Erbas Bircan, Hyndman Rob J, Gertig Dorota M
Centre for Genetic Epidemiology, The University of Melbourne, Level 2, 723 Swanston Street, Carlton, Vic. 3053, Australia.
Stat Med. 2007 Jan 30;26(2):458-70. doi: 10.1002/sim.2306.
Accurate estimates of future age-specific incidence and mortality are critical for allocation of resources to breast cancer control programmes and evaluation of screening programmes. The purpose of this study is to apply functional data analysis techniques to model age-specific breast cancer mortality time trends, and forecast entire age-specific mortality functions using a state-space approach. We use annual unadjusted breast cancer mortality rates in Australia, from 1921 to 2001 in 5 year age groups (45 to 85+). We use functional data analysis techniques where mortality and incidence are modelled as curves with age as a functional covariate varying by time. Data are smoothed using non-parametric smoothing methods then decomposed (using principal components analysis) to estimate basis functions that represent the functional curve. Period effects from the fitted coefficients are forecast then multiplied by the basis functions, resulting in a forecast mortality curve with prediction intervals. To forecast, we adopt a state-space approach and an automatic modelling framework for selecting among exponential smoothing methods.Overall, breast cancer mortality rates in Australia remained relatively stable from 1960 to the late 1990s, but have declined over the last few years. A set of four basis functions minimized the mean integrated squared forecasting error and account for 99.3 per cent of variation around the mean mortality curve. Twenty year forecasts suggest a continuing decline, but at a slower rate, and stabilizing beyond 2010. Forecasts show a decline in all age groups with the greatest decline in older women. The proposed methods have the potential to incorporate important covariates such as hormone replacement therapy and interventions to represent mammographic screening. This would be particularly useful for evaluating the impact of screening on mortality and incidence from breast cancer.

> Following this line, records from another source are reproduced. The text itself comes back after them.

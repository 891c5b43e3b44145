pub mod auth;
pub mod panic;

pub use auth::require_credentials;
pub use panic::render_panic;
use axum::{
    async_trait,
    body::Bytes,
    extract::{FromRequest, FromRequestParts, Request},
    http::{header::CONTENT_TYPE, StatusCode},
};
use serde::de::DeserializeOwned;

use crate::error::ApiError;

const MISSING_JSON_CONTENT_TYPE: &str = "Expected request with `Content-Type: application/json`";

/// `axum::Json` whose rejection goes through `ApiError`, so a malformed body
/// is answered with `{ message, error: {} }` like any other failure.
///
/// A request with no `Content-Type` and an empty body reads as `T::default()`,
/// so missing fields surface as validation messages.
#[derive(Debug)]
pub struct ApiJson<T>(pub T);

#[async_trait]
impl<T, S> FromRequest<S> for ApiJson<T>
where
    T: DeserializeOwned + Default,
    S: Send + Sync,
{
    type Rejection = ApiError;

    async fn from_request(req: Request, state: &S) -> Result<Self, Self::Rejection> {
        if req.headers().contains_key(CONTENT_TYPE) {
            let axum::Json(value) = axum::Json::<T>::from_request(req, state).await?;
            return Ok(Self(value));
        }

        let bytes = Bytes::from_request(req, state)
            .await
            .map_err(|rejection| ApiError::with_status(rejection.status(), rejection.body_text()))?;
        if bytes.iter().all(u8::is_ascii_whitespace) {
            Ok(Self(T::default()))
        } else {
            Err(ApiError::with_status(
                StatusCode::UNSUPPORTED_MEDIA_TYPE,
                MISSING_JSON_CONTENT_TYPE,
            ))
        }
    }
}

/// `axum::extract::Path` whose rejection is a plain 404.
#[derive(Debug, FromRequestParts)]
#[from_request(via(axum::extract::Path), rejection(ApiError))]
pub struct ApiPath<T>(pub T);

准确估计未来特定年龄组的发病率和死亡率对于乳腺癌控制项目的资源分配以及筛查项目的评估至关重要。本研究的目的是应用功能数据分析技术来模拟特定年龄组乳腺癌死亡率的时间趋势,并使用状态空间方法预测整个特定年龄组的死亡率函数。我们使用澳大利亚1921年至2001年按5岁年龄组(45岁至85岁以上)划分的未经调整的年度乳腺癌死亡率。我们采用功能数据分析技术,将死亡率和发病率建模为以年龄为功能协变量且随时间变化的曲线。数据使用非参数平滑方法进行平滑处理,然后进行分解(使用主成分分析)以估计代表功能曲线的基函数。对拟合系数的周期效应进行预测,然后乘以基函数,从而得到带有预测区间的预测死亡率曲线。为了进行预测,我们采用状态空间方法和一个自动建模框架,以便在指数平滑方法中进行选择。总体而言,澳大利亚的乳腺癌死亡率在1960年至20世纪90年代后期相对稳定,但在过去几年中有所下降。一组四个基函数使平均积分平方预测误差最小化,并解释了平均死亡率曲线周围99.3%的变异。20年的预测表明死亡率将持续下降,但速度会放缓,并在2010年以后趋于稳定。预测显示所有年龄组的死亡率都将下降,老年女性下降幅度最大。所提出的方法有可能纳入重要的协变量,如激素替代疗法和代表乳房X光筛查的干预措施。这对于评估筛查对乳腺癌死亡率和发病率的影响将特别有用。